_BRIEF:_
Retype, word for word, each line between the lines holding "the step counter." and "only write access", inclusive, and leave the rest of the data alone.

---

// stepper.rs - Ping-pong buffer pair and the step counter that selects between them
//
// The stepper never computes cell updates itself. It tracks which of its two
// buffers is "current" (read) and which is "next" (written), and hands out
// exactly that split to the compute collaborator.

use log::{debug, info};

use crate::error::StepperError;
use crate::grid::{CellGrid, MAX_CELLS};
use crate::seed::SeedFn;

/// The two alternating state buffers, A at index 0 and B at index 1.
struct BufferPair {
    buffers: [CellGrid; 2],
}

impl BufferPair {
    fn new(width: usize, height: usize) -> Self {
        Self {
            buffers: [CellGrid::zeroed(width, height), CellGrid::zeroed(width, height)],
        }
    }

    /// Returns (read, write) for the given active index.
    fn split_mut(&mut self, active: usize) -> (&CellGrid, &mut CellGrid) {
        let [a, b] = &mut self.buffers;
        if active == 0 { (&*a, b) } else { (&*b, a) }
    }
}

/// Owns the buffer pair and the step counter.
pub struct GridStepper {
    pair: BufferPair,
    seed: SeedFn,
    step: u64,
}

impl GridStepper {
    /// Allocates both buffers and seeds buffer A with `seed(row, col)`.
    ///
    /// Buffer B is allocated but its contents are unspecified until the first
    /// compute step writes it.
    pub fn initialize(width: usize, height: usize, seed: SeedFn) -> Result<Self, StepperError> {
        let cells = width.checked_mul(height);
        if width == 0 || height == 0 || cells.is_none_or(|n| n > MAX_CELLS) {
            return Err(StepperError::InvalidDimension { width, height });
        }

        let mut pair = BufferPair::new(width, height);
        pair.buffers[0].fill_with(&seed);
        info!(
            "Created grid {}x{} ({} live)",
            width,
            height,
            pair.buffers[0].live_count()
        );

        Ok(Self { pair, seed, step: 0 })
    }

    /// `StepCounter mod 2`: the buffer read as input for the upcoming step.
    pub fn current_index(&self) -> usize {
        (self.step % 2) as usize
    }

    /// Moves to the next step. Buffer contents are untouched.
    pub fn advance(&mut self) {
        self.step += 1;
        debug!("Advanced to step {}", self.step);
    }

    /// Rewinds the counter to zero and re-seeds buffer A.
    ///
    /// Buffer B keeps whatever it held.
    pub fn reset(&mut self) {
        self.step = 0;
        self.pair.buffers[0].fill_with(&self.seed);
        info!("Reset grid ({} live)", self.pair.buffers[0].live_count());
    }

    pub fn step_count(&self) -> u64 {
        self.step
    }

    pub fn width(&self) -> usize {
        self.pair.buffers[0].width()
    }

    pub fn height(&self) -> usize {
        self.pair.buffers[0].height()
    }

    /// The buffer that will be read by the upcoming step.
    pub fn current(&self) -> &CellGrid {
        &self.pair.buffers[self.current_index()]
    }

    pub fn buffer(&self, index: usize) -> Option<&CellGrid> {
        self.pair.buffers.get(index)
    }

    /// (current, next) for the compute collaborator. The only write access
    /// to either buffer.
    pub fn split_mut(&mut self) -> (&CellGrid, &mut CellGrid) {
        let active = self.current_index();
        self.pair.split_mut(active)
    }
}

---

_WRITTEN ANSWER:_
/// Owns the buffer pair and the step counter.
pub struct GridStepper {
    pair: BufferPair,
    seed: SeedFn,
    step: u64,
}

impl GridStepper {
    /// Allocates both buffers and seeds buffer A with `seed(row, col)`.
    ///
    /// Buffer B is allocated but its contents are unspecified until the first
    /// compute step writes it.
    pub fn initialize(width: usize, height: usize, seed: SeedFn) -> Result<Self, StepperError> {
        let cells = width.checked_mul(height);
        if width == 0 || height == 0 || cells.is_none_or(|n| n > MAX_CELLS) {
            return Err(StepperError::InvalidDimension { width, height });
        }

        let mut pair = BufferPair::new(width, height);
        pair.buffers[0].fill_with(&seed);
        info!(
            "Created grid {}x{} ({} live)",
            width,
            height,
            pair.buffers[0].live_count()
        );

        Ok(Self { pair, seed, step: 0 })
    }

    /// `StepCounter mod 2`: the buffer read as input for the upcoming step.
    pub fn current_index(&self) -> usize {
        (self.step % 2) as usize
    }

    /// Moves to the next step. Buffer contents are untouched.
    pub fn advance(&mut self) {
        self.step += 1;
        debug!("Advanced to step {}", self.step);
    }

    /// Rewinds the counter to zero and re-seeds buffer A.
    ///
    /// Buffer B keeps whatever it held.
    pub fn reset(&mut self) {
        self.step = 0;
        self.pair.buffers[0].fill_with(&self.seed);
        info!("Reset grid ({} live)", self.pair.buffers[0].live_count());
    }

    pub fn step_count(&self) -> u64 {
        self.step
    }

    pub fn width(&self) -> usize {
        self.pair.buffers[0].width()
    }

    pub fn height(&self) -> usize {
        self.pair.buffers[0].height()
    }

    /// The buffer that will be read by the upcoming step.
    pub fn current(&self) -> &CellGrid {
        &self.pair.buffers[self.current_index()]
    }

    pub fn buffer(&self, index: usize) -> Option<&CellGrid> {
        self.pair.buffers.get(index)
    }

    /// (current, next) for the compute collaborator. The only write access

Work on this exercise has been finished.